Personal branding is not about self promotion but collective intelligence

It’s incredible to see how the subject became fashionable in a few months (anyway in France) and how many experts suddenly emerged on the subjec. As  Vincent Berthelot [fr] I was rather taken aback about what it was all about but, at the end, I came to a quick conclusion:

- if everyone is transparent and shows what he/she really is, it can be a good thing.

- in the same way, personal branding must come with an ongoing improvement approach : “how to improve in order to be what I want to show”. By the way, it’s the same for any corporate/product branding logic.

- if we want the system to work, everyone has to respect the rules, what means admit than X or Y is better than me and should receive more attention than me.
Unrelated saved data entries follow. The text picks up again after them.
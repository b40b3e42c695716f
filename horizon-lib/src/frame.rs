//! Frame encoding and decoding.
//!
//! Every message on the link is wrapped in a frame:
//!
//! ```text
//! +------+------+---------+---------+----------------+------+
//! | 0xAA | 0x55 | CMD LE16| LEN LE16| PAYLOAD 0..512 | CRC8 |
//! +------+------+---------+---------+----------------+------+
//! ```
//!
//! The trailing byte is the two's-complement negation of the byte sum of the
//! command, length and payload fields. All functions here are pure.

use crate::command::Command;
use crate::constants::*;
use crate::error::FrameError;
use bytes::{BufMut, Bytes, BytesMut};
use num_enum::FromPrimitive;

/// A command identifier with its payload.
#[derive(Debug, Clone, PartialEq, Eq)]
pub struct Frame {
    pub command: Command,
    pub payload: Bytes,
}

impl Frame {
    pub fn new(command: Command, payload: impl Into<Bytes>) -> Result<Self, FrameError> {
        let payload = payload.into();
        if payload.len() > MAX_PAYLOAD_SIZE {
            return Err(FrameError::PayloadTooLarge {
                len: payload.len(),
                max: MAX_PAYLOAD_SIZE,
            });
        }
        Ok(Self { command, payload })
    }

    /// A frame with no payload
    pub fn empty(command: Command) -> Self {
        Self {
            command,
            payload: Bytes::new(),
        }
    }

    /// Wire encoding of this frame
    pub fn encode(&self) -> Bytes {
        encode_unchecked(self.command.id(), &self.payload)
    }

    /// Size of the frame on the wire
    pub fn wire_len(&self) -> usize {
        FRAME_OVERHEAD + self.payload.len()
    }
}

/// A frame recognized in a byte buffer.
#[derive(Debug, Clone, PartialEq, Eq)]
pub struct ParsedFrame {
    pub frame: Frame,
    /// Bytes to drop from the front of the buffer, leading garbage included.
    pub consumed: usize,
}

/// Checksum over the command, length and payload fields.
pub fn compute_checksum(command: u16, length: u16, payload: &[u8]) -> u8 {
    let [cmd_lo, cmd_hi] = command.to_le_bytes();
    let [len_lo, len_hi] = length.to_le_bytes();
    let sum = payload
        .iter()
        .fold(
            cmd_lo
                .wrapping_add(cmd_hi)
                .wrapping_add(len_lo)
                .wrapping_add(len_hi),
            |acc, &b| acc.wrapping_add(b),
        );
    sum.wrapping_neg()
}

/// Build a complete frame. Fails only when the payload exceeds 512 bytes.
pub fn build_frame(command: u16, payload: &[u8]) -> Result<Bytes, FrameError> {
    if payload.len() > MAX_PAYLOAD_SIZE {
        return Err(FrameError::PayloadTooLarge {
            len: payload.len(),
            max: MAX_PAYLOAD_SIZE,
        });
    }
    Ok(encode_unchecked(command, payload))
}

fn encode_unchecked(command: u16, payload: &[u8]) -> Bytes {
    let length = payload.len() as u16;
    let mut buf = BytesMut::with_capacity(FRAME_OVERHEAD + payload.len());
    buf.put_slice(&SYNC_MARKER);
    buf.put_u16_le(command);
    buf.put_u16_le(length);
    buf.put_slice(payload);
    buf.put_u8(compute_checksum(command, length, payload));
    buf.freeze()
}

/// Position of the first sync marker at or after `from`.
pub(crate) fn find_sync(buf: &[u8], from: usize) -> Option<usize> {
    if from >= buf.len() {
        return None;
    }
    buf[from..]
        .windows(SYNC_MARKER.len())
        .position(|w| w == SYNC_MARKER)
        .map(|p| p + from)
}

/// Parse the first frame in `buf`.
///
/// Leading bytes before the first sync marker are skipped and counted in
/// [`ParsedFrame::consumed`]. Errors report the offset of the candidate sync
/// marker so a caller can resynchronize past it.
pub fn parse_frame(buf: &[u8]) -> Result<ParsedFrame, FrameError> {
    let Some(start) = find_sync(buf, 0) else {
        // A trailing 0xAA may be the first half of a sync marker.
        let keep = usize::from(buf.last() == Some(&SYNC_MARKER[0]));
        return Err(FrameError::Incomplete {
            offset: buf.len() - keep,
        });
    };

    let frame_bytes = &buf[start..];
    if frame_bytes.len() < FRAME_HEADER_SIZE {
        return Err(FrameError::Incomplete { offset: start });
    }

    let command = u16::from_le_bytes([frame_bytes[2], frame_bytes[3]]);
    let length = u16::from_le_bytes([frame_bytes[4], frame_bytes[5]]);
    let payload_len = length as usize;
    if payload_len > MAX_PAYLOAD_SIZE {
        return Err(FrameError::Oversized {
            offset: start,
            length: payload_len,
        });
    }

    let total = FRAME_OVERHEAD + payload_len;
    if frame_bytes.len() < total {
        return Err(FrameError::Incomplete { offset: start });
    }

    let payload = &frame_bytes[FRAME_HEADER_SIZE..FRAME_HEADER_SIZE + payload_len];
    let expected = compute_checksum(command, length, payload);
    let actual = frame_bytes[total - 1];
    if expected != actual {
        return Err(FrameError::ChecksumInvalid {
            offset: start,
            expected,
            actual,
        });
    }

    Ok(ParsedFrame {
        frame: Frame {
            command: Command::from_primitive(command),
            payload: Bytes::copy_from_slice(payload),
        },
        consumed: start + total,
    })
}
I don’t think it’s possible, for the only reason that human are human and the human nature is what it is…most of all when a job or a contract are at stake.

- hence the unavoidable drift toward a classical self-marketing approach, driven by the bottom but that “honnest” people will have to follow not be had by less competent but more crafty people.

- and, as a conclusion, as said in this famous slideshow, “If your product sucks, social media won’t fix it”. It also applies to people.

That’s how I sup up my neophytic thoughts on the subject. But, thanks to a long talk with Olivier Zara [fr] a few month ago I understand there’s a huge potential here, provided people can make the difference between gimmick practices that will discredit the concept and the “good practices” that will be collectively beneficial. I’m not only talking about the general public web but also about things that may take place within organizations.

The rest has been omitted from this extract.